Signed-off-by: Naveen Tatikonda <navtat@amazon.com>
Signed-off-by: Fanit Kolchina <kolchfa@amazon.com>
Signed-off-by: kolchfa-aws <105444904+kolchfa-aws@users.noreply.github.com>
Co-authored-by: Fanit Kolchina <kolchfa@amazon.com>
Co-authored-by: kolchfa-aws <105444904+kolchfa-aws@users.noreply.github.com>
Co-authored-by: Nathan Bower <nbower@amazon.com>
---
 .../styles/Vocab/OpenSearch/Words/accept.txt  |   3 +-
 .../knn/knn-vector-quantization.md            | 118 +++++++++++++++++-
 2 files changed, 114 insertions(+), 7 deletions(-)

diff --git a/.github/vale/styles/Vocab/OpenSearch/Words/accept.txt b/.github/vale/styles/Vocab/OpenSearch/Words/accept.txt
index b588586138..9e09f21c3a 100644
--- a/.github/vale/styles/Vocab/OpenSearch/Words/accept.txt
+++ b/.github/vale/styles/Vocab/OpenSearch/Words/accept.txt
@@ -93,7 +93,8 @@ pebibyte
 [Pp]reprocess
 [Pp]retrain
 [Pp]seudocode
-[Quantiz](e|ation|ing|er)
+[Qq]uantiles?
+[Qq]uantiz(e|ation|ing|er)
 [Rr]ebalance
 [Rr]ebalancing
 [Rr]edownload
diff --git a/_search-plugins/knn/knn-vector-quantization.md b/_search-plugins/knn/knn-vector-quantization.md
index fe4833ee47..656ce72fd2 100644
--- a/_search-plugins/knn/knn-vector-quantization.md
+++ b/_search-plugins/knn/knn-vector-quantization.md
@@ -15,7 +15,113 @@ OpenSearch supports many varieties of quantization. In general, the level of qua
 
 ## Lucene byte vector
 
-Starting with k-NN plugin version 2.9, you can use `byte` vectors with the `lucene` engine in order to reduce the amount of required memory. This requires quantizing the vectors outside of OpenSearch before ingesting them into an OpenSearch index. For more information, see [Lucene byte vector]({{site.url}}{{site.baseurl}}/field-types/supported-field-types/knn-vector#lucene-byte-vector).

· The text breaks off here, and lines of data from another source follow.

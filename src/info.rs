use crate::bmp::header::parse_header;
use crate::error::BmpError;
use crate::pixel::BitDepth;

/// Geometry and depth read from a BMP header, without decoding pixels.
#[derive(Clone, Copy, Debug, PartialEq, Eq)]
pub struct ImageInfo {
    pub width: u32,
    pub height: u32,
    pub bit_depth: BitDepth,
}

impl ImageInfo {
    /// Probe BMP headers.
    pub fn from_bytes(data: &[u8]) -> Result<Self, BmpError> {
        let header = parse_header(data)?;
        Ok(Self {
            width: header.width,
            height: header.height,
            bit_depth: header.depth,
        })
    }
}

+Starting with k-NN plugin version 2.9, you can use `byte` vectors with the Lucene engine in order to reduce the amount of required memory. This requires quantizing the vectors outside of OpenSearch before ingesting them into an OpenSearch index. For more information, see [Lucene byte vector]({{site.url}}{{site.baseurl}}/field-types/supported-field-types/knn-vector#lucene-byte-vector).
+
+## Lucene scalar quantization
+
+Starting with version 2.16, the k-NN plugin supports built-in scalar quantization for the Lucene engine. Unlike the [Lucene byte vector]({{site.url}}{{site.baseurl}}/field-types/supported-field-types/knn-vector#lucene-byte-vector), which requires you to quantize vectors before ingesting the documents, the Lucene scalar quantizer quantizes input vectors in OpenSearch during ingestion. The Lucene scalar quantizer converts 32-bit floating-point input vectors into 7-bit integer vectors in each segment using the minimum and maximum quantiles computed based on the [`confidence_interval`](#confidence-interval) parameter. During search, the query vector is quantized in each segment using the segment's minimum and maximum quantiles in order to compute the distance between the query vector and the segment's quantized input vectors. 
+
+Quantization can decrease the memory footprint by a factor of 4 in exchange for some loss in recall. Additionally, quantization slightly increases disk usage because it requires storing both the raw input vectors and the quantized vectors.
+
+### Using Lucene scalar quantization
+
+To use the Lucene scalar quantizer, set the k-NN vector field's `method.parameters.encoder.name` to `sq` when creating a k-NN index:
+
+```json
+PUT /test-index
+{
+  "settings": {
+    "index": {
+      "knn": true
+    }
+  },
+  "mappings": {
+    "properties": {
+      "my_vector1": {
+        "type": "knn_vector",
+        "dimension": 2,
+        "method": {
+          "name": "hnsw",
+          "engine": "lucene",
+          "space_type": "l2",
+          "parameters": {
+            "encoder": {
+              "name": "sq"
+            },
+            "ef_construction": 256,
+            "m": 8
+          }
+        }
+      }
+    }
+  }
+}
+```
+{% include copy-curl.html %}
+
+### Confidence interval
+
+Optionally, you can specify the `confidence_interval` parameter in the `method.parameters.encoder` object.
+The `confidence_interval` is used to compute the minimum and maximum quantiles in order to quantize the vectors:
+- If you set the `confidence_interval` to a value in the `0.9` to `1.0` range, inclusive, then the quantiles are calculated statically. For example, setting the `confidence_interval` to `0.9` specifies to compute the minimum and maximum quantiles based on the middle 90% of the vector values, excluding the minimum 5% and maximum 5% of the values. 
+- Setting `confidence_interval` to `0` specifies to compute the quantiles dynamically, which involves oversampling and additional computations performed on the input data.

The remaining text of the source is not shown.